Task description: Go through the entries below from the first line and transcribe each one exactly, ending with the line that contains "use crate::error::AgentError;".

Supplied data Block Start

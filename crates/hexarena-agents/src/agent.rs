//! Arena agent state and the battle roster.
//!
//! An [`ArenaAgent`] carries everything the epoch orchestrator mutates:
//! HP, position, kills, survival counter, skill state and alliance
//! partner. The [`Roster`] owns all agents of a battle in insertion order,
//! which is also the order used for every tie-break in the simulation.

use std::collections::BTreeMap;

use hexarena_types::{AgentClass, AgentId, AgentSnapshot, HexCoord, ItemBuff, SkillState};

use crate::error::AgentError;

/// HP ceiling for every class.
pub const DEFAULT_MAX_HP: u32 = 1000;

/// Most agents a single battle can hold.
pub const MAX_AGENTS: usize = 8;

/// One combatant.
#[derive(Debug, Clone, PartialEq, Eq)]
pub struct ArenaAgent {
    /// Agent identifier.
    pub id: AgentId,
    /// Display name, unique on the roster.
    pub name: String,
    /// Archetype.
    pub class: AgentClass,
    hp: u32,
    /// HP ceiling.
    pub max_hp: u32,
    eliminated: bool,
    /// Current tile.
    pub position: Option<HexCoord>,
    /// Agents eliminated by this agent.
    pub kills: u32,
    /// Epochs survived.
    pub epochs_survived: u64,
    /// Class skill state.
    pub skill: SkillState,
    /// Current ally.
    pub ally_id: Option<AgentId>,
    /// Epochs left on the current alliance.
    pub alliance_epochs_remaining: u32,
}

impl ArenaAgent {
    /// Create a fresh agent at full HP with its skill ready.
    pub fn new(name: impl Into<String>, class: AgentClass) -> Self {
        Self {
            id: AgentId::new(),
            name: name.into(),
            class,
            hp: DEFAULT_MAX_HP,
            max_hp: DEFAULT_MAX_HP,
            eliminated: false,
            position: None,
            kills: 0,
            epochs_survived: 0,
            skill: SkillState {
                kind: class.skill(),
                cooldown_remaining: 0,
                active: false,
            },
            ally_id: None,
            alliance_epochs_remaining: 0,
        }
    }

    /// Current HP.
    pub const fn hp(&self) -> u32 {
        self.hp
    }

    /// Whether the agent is still in the battle.
    pub const fn is_alive(&self) -> bool {
        self.hp > 0 && !self.eliminated
    }

    /// Whether the agent has been formally eliminated.
    pub const fn is_eliminated(&self) -> bool {
        self.eliminated
    }

    /// Set HP, clamped to `[0, max_hp]`.
    pub fn set_hp(&mut self, hp: u32) {
        self.hp = hp.min(self.max_hp);
    }

    /// Apply an HP delta, clamped to `[0, max_hp]`.
    ///
    /// Returns the delta actually applied.
    pub fn apply_hp_delta(&mut self, delta: i64) -> i64 {
        let before = i64::from(self.hp);
        let after = before
            .saturating_add(delta)
            .clamp(0, i64::from(self.max_hp));
        self.hp = u32::try_from(after).unwrap_or(0);
        after.saturating_sub(before)
    }

    /// Force the agent out of the battle: HP 0, not alive, off the grid.
    pub fn mark_eliminated(&mut self) {
        self.hp = 0;
        self.eliminated = true;
        self.position = None;
        self.skill.active = false;
    }

    /// Serializable view of the agent.
    pub fn snapshot(&self, buffs: &[ItemBuff]) -> AgentSnapshot {
        AgentSnapshot {
            id: self.id,
            name: self.name.clone(),
            class: self.class,
            hp: self.hp,
            max_hp: self.max_hp,
            is_alive: self.is_alive(),
            position: self.position,
            kills: self.kills,
            epochs_survived: self.epochs_survived,
            skill: self.skill.clone(),
            ally_id: self.ally_id,
            alliance_epochs_remaining: self.alliance_epochs_remaining,
            buffs: buffs.to_vec(),
        }
    }
}

/// All agents of one battle, in roster order.
#[derive(Debug, Clone, Default, PartialEq, Eq)]
pub struct Roster {
    agents: Vec<ArenaAgent>,
}

impl Roster {
    /// Create an empty roster.
    pub const fn new() -> Self {
        Self { agents: Vec::new() }
    }

    /// Add an agent.
    ///
    /// # Errors
    ///
    /// Returns [`AgentError::DuplicateName`] if the name is taken and
    /// [`AgentError::RosterFull`] past [`MAX_AGENTS`].
    pub fn add(&mut self, agent: ArenaAgent) -> Result<AgentId, AgentError> {
        if self.agents.len() >= MAX_AGENTS {
            return Err(AgentError::RosterFull { max: MAX_AGENTS });
        }
        if self.agents.iter().any(|a| a.name == agent.name) {
            return Err(AgentError::DuplicateName(agent.name));
        }
        let id = agent.id;
        self.agents.push(agent);
        Ok(id)
    }

    /// Number of agents, alive or not.
    pub fn len(&self) -> usize {
        self.agents.len()
    }

    /// Whether the roster is empty.
    pub fn is_empty(&self) -> bool {
        self.agents.is_empty()
    }

    /// All agents in roster order.
    pub fn iter(&self) -> impl Iterator<Item = &ArenaAgent> {
        self.agents.iter()
    }

    /// All agents in roster order, mutably.
    pub fn iter_mut(&mut self) -> impl Iterator<Item = &mut ArenaAgent> {
        self.agents.iter_mut()
    }

    /// Living agents in roster order.
    pub fn living(&self) -> impl Iterator<Item = &ArenaAgent> {
        self.agents.iter().filter(|a| a.is_alive())
    }

    /// Ids of living agents in roster order.
    pub fn living_ids(&self) -> Vec<AgentId> {
        self.living().map(|a| a.id).collect()
    }

    /// Number of living agents.
    pub fn living_count(&self) -> usize {
        self.living().count()
    }

    /// Look up an agent by id.
    pub fn get(&self, id: AgentId) -> Option<&ArenaAgent> {
        self.agents.iter().find(|a| a.id == id)
    }

    /// Look up an agent by id, mutably.
    pub fn get_mut(&mut self, id: AgentId) -> Option<&mut ArenaAgent> {
        self.agents.iter_mut().find(|a| a.id == id)
    }

    /// Look up an agent by id or fail.
    ///
    /// # Errors
    ///
    /// Returns [`AgentError::AgentNotFound`] for unknown ids.
    pub fn require(&self, id: AgentId) -> Result<&ArenaAgent, AgentError> {
        self.get(id).ok_or(AgentError::AgentNotFound(id))
    }

    /// Resolve a name to an agent id.
    ///
    /// # Errors
    ///
    /// Returns [`AgentError::UnknownName`] when nobody carries the name.
    pub fn id_by_name(&self, name: &str) -> Result<AgentId, AgentError> {
        self.agents
            .iter()
            .find(|a| a.name == name)
            .map(|a| a.id)
            .ok_or_else(|| AgentError::UnknownName(name.to_owned()))
    }

    /// Roster index of an agent, used for tie-breaks.
    pub fn position_of(&self, id: AgentId) -> Option<usize> {
        self.agents.iter().position(|a| a.id == id)
    }

    /// Snapshots of every agent in roster order.
    pub fn snapshots(&self, buffs: &BTreeMap<AgentId, Vec<ItemBuff>>) -> Vec<AgentSnapshot> {
        self.agents
            .iter()
            .map(|a| a.snapshot(buffs.get(&a.id).map_or(&[], Vec::as_slice)))
            .collect()
    }
}

#[cfg(test)]
#[allow(clippy::unwrap_used)]
mod tests {
    use super::*;

    #[test]
    fn new_agent_is_full_and_ready() {
        let agent = ArenaAgent::new("Ares", AgentClass::Warrior);
        assert_eq!(agent.hp(), DEFAULT_MAX_HP);
        assert!(agent.is_alive());
        assert_eq!(agent.skill.cooldown_remaining, 0);
        assert_eq!(agent.skill.kind, AgentClass::Warrior.skill());
    }

    #[test]
    fn hp_is_clamped() {
        let mut agent = ArenaAgent::new("Ares", AgentClass::Warrior);
        assert_eq!(agent.apply_hp_delta(500), 0);
        assert_eq!(agent.apply_hp_delta(-300), -300);
        assert_eq!(agent.hp(), 700);
        assert_eq!(agent.apply_hp_delta(-5000), -700);
        assert_eq!(agent.hp(), 0);
        assert!(!agent.is_alive());
        agent.set_hp(9999);
        assert_eq!(agent.hp(), DEFAULT_MAX_HP);
    }

    #[test]
    fn elimination_is_terminal() {
        let mut agent = ArenaAgent::new("Ares", AgentClass::Warrior);
        agent.position = Some(HexCoord::new(3, 0));
        agent.mark_eliminated();
        assert!(!agent.is_alive());
        assert!(agent.is_eliminated());
        assert_eq!(agent.position, None);
        agent.set_hp(100);
        assert!(!agent.is_alive());
    }

    #[test]
    fn roster_rejects_duplicates_and_overflow() {
        let mut roster = Roster::new();
        roster.add(ArenaAgent::new("A", AgentClass::Warrior)).unwrap();
        assert!(matches!(
            roster.add(ArenaAgent::new("A", AgentClass::Trader)),
            Err(AgentError::DuplicateName(_))
        ));
        for i in 1..MAX_AGENTS {
            roster
                .add(ArenaAgent::new(format!("n{i}"), AgentClass::Gambler))
                .unwrap();
        }
        assert!(matches!(
            roster.add(ArenaAgent::new("late", AgentClass::Survivor)),
            Err(AgentError::RosterFull { max: MAX_AGENTS })
        ));
    }

    #[test]
    fn lookup_by_name() {
        let mut roster = Roster::new();
        let id = roster.add(ArenaAgent::new("Vex", AgentClass::Parasite)).unwrap();
        assert_eq!(roster.id_by_name("Vex").unwrap(), id);
        assert!(roster.id_by_name("Nobody").is_err());
        assert_eq!(roster.position_of(id), Some(0));
    }
}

Supplied data Block End

Exercise response:
filename crates/hexarena-agents/src/agent.rs
//! Arena agent state and the battle roster.
//!
//! An [`ArenaAgent`] carries everything the epoch orchestrator mutates:
//! HP, position, kills, survival counter, skill state and alliance
//! partner. The [`Roster`] owns all agents of a battle in insertion order,
//! which is also the order used for every tie-break in the simulation.

use std::collections::BTreeMap;

use hexarena_types::{AgentClass, AgentId, AgentSnapshot, HexCoord, ItemBuff, SkillState};

use crate::error::AgentError;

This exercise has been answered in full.